(Stored items)

use std::collections::HashMap;
use std::sync::Arc;

use scheduler_errors::{SchedulerError, SchedulerResult};
use tracing::info;

use crate::task::ScheduledTask;

/// 任务类型的构造函数
pub type TaskFactory = Arc<dyn Fn() -> Arc<dyn ScheduledTask> + Send + Sync>;

/// 任务类型注册表
///
/// 启动时由 `(kind, factory)` 清单一次性构建，之后只读。
/// 未知类型的查找返回 None，由调用方决定如何处理。
pub struct TaskRegistry {
    units: HashMap<String, Arc<dyn ScheduledTask>>,
}

impl TaskRegistry {
    pub fn builder() -> TaskRegistryBuilder {
        TaskRegistryBuilder::default()
    }

    pub fn from_manifest(
        manifest: impl IntoIterator<Item = (String, TaskFactory)>,
    ) -> SchedulerResult<Self> {
        manifest
            .into_iter()
            .fold(Self::builder(), |builder, (kind, factory)| {
                builder.register_factory(kind, factory)
            })
            .build()
    }

    pub fn resolve(&self, kind: &str) -> Option<Arc<dyn ScheduledTask>> {
        self.units.get(kind).cloned()
    }

    pub fn contains(&self, kind: &str) -> bool {
        self.units.contains_key(kind)
    }

    /// 已注册的类型，按名称排序
    pub fn kinds(&self) -> Vec<String> {
        let mut kinds: Vec<String> = self.units.keys().cloned().collect();
        kinds.sort();
        kinds
    }

    pub fn len(&self) -> usize {
        self.units.len()
    }

    pub fn is_empty(&self) -> bool {
        self.units.is_empty()
    }
}

#[derive(Default)]
pub struct TaskRegistryBuilder {
    entries: Vec<(String, TaskFactory)>,
}

impl TaskRegistryBuilder {
    pub fn register<F, T>(self, kind: impl Into<String>, factory: F) -> Self
    where
        F: Fn() -> T + Send + Sync + 'static,
        T: ScheduledTask + 'static,
    {
        self.register_factory(
            kind,
            Arc::new(move || Arc::new(factory()) as Arc<dyn ScheduledTask>),
        )
    }

    pub fn register_factory(mut self, kind: impl Into<String>, factory: TaskFactory) -> Self {
        self.entries.push((kind.into(), factory));
        self
    }

    /// 构建注册表，重复或空的类型名是配置错误
    pub fn build(self) -> SchedulerResult<TaskRegistry> {
        let mut units = HashMap::with_capacity(self.entries.len());
        for (kind, factory) in self.entries {
            if kind.trim().is_empty() {
                return Err(SchedulerError::config_error("任务类型名称不能为空"));
            }
            if units.contains_key(&kind) {
                return Err(SchedulerError::DuplicateKind(kind));
            }
            units.insert(kind, factory());
        }

        let registry = TaskRegistry { units };
        info!("任务注册表构建完成，类型: {:?}", registry.kinds());
        Ok(registry)
    }
}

▸ **WHAT THE TASK ASKS**: All of the entries above need to be retyped exactly.

▸ **OUTPUT FOR THIS TASK**:
use std::collections::HashMap;
use std::sync::Arc;

use scheduler_errors::{SchedulerError, SchedulerResult};
use tracing::info;

use crate::task::ScheduledTask;

/// 任务类型的构造函数
pub type TaskFactory = Arc<dyn Fn() -> Arc<dyn ScheduledTask> + Send + Sync>;

/// 任务类型注册表
///
/// 启动时由 `(kind, factory)` 清单一次性构建，之后只读。
/// 未知类型的查找返回 None，由调用方决定如何处理。
pub struct TaskRegistry {
    units: HashMap<String, Arc<dyn ScheduledTask>>,
}

impl TaskRegistry {
    pub fn builder() -> TaskRegistryBuilder {
        TaskRegistryBuilder::default()
    }

    pub fn from_manifest(
        manifest: impl IntoIterator<Item = (String, TaskFactory)>,
    ) -> SchedulerResult<Self> {
        manifest
            .into_iter()
            .fold(Self::builder(), |builder, (kind, factory)| {
                builder.register_factory(kind, factory)
            })
            .build()
    }

    pub fn resolve(&self, kind: &str) -> Option<Arc<dyn ScheduledTask>> {
        self.units.get(kind).cloned()
    }

    pub fn contains(&self, kind: &str) -> bool {
        self.units.contains_key(kind)
    }

    /// 已注册的类型，按名称排序
    pub fn kinds(&self) -> Vec<String> {
        let mut kinds: Vec<String> = self.units.keys().cloned().collect();
        kinds.sort();
        kinds
    }

    pub fn len(&self) -> usize {
        self.units.len()
    }

    pub fn is_empty(&self) -> bool {
        self.units.is_empty()
    }
}

#[derive(Default)]
pub struct TaskRegistryBuilder {
    entries: Vec<(String, TaskFactory)>,
}

impl TaskRegistryBuilder {
    pub fn register<F, T>(self, kind: impl Into<String>, factory: F) -> Self
    where
        F: Fn() -> T + Send + Sync + 'static,
        T: ScheduledTask + 'static,
    {
        self.register_factory(
            kind,
            Arc::new(move || Arc::new(factory()) as Arc<dyn ScheduledTask>),
        )
    }

    pub fn register_factory(mut self, kind: impl Into<String>, factory: TaskFactory) -> Self {
        self.entries.push((kind.into(), factory));
        self
    }

    /// 构建注册表，重复或空的类型名是配置错误
    pub fn build(self) -> SchedulerResult<TaskRegistry> {
        let mut units = HashMap::with_capacity(self.entries.len());
        for (kind, factory) in self.entries {
            if kind.trim().is_empty() {
                return Err(SchedulerError::config_error("任务类型名称不能为空"));
            }
            if units.contains_key(&kind) {
                return Err(SchedulerError::DuplicateKind(kind));
            }
            units.insert(kind, factory());
        }

        let registry = TaskRegistry { units };
        info!("任务注册表构建完成，类型: {:?}", registry.kinds());
        Ok(registry)
    }
}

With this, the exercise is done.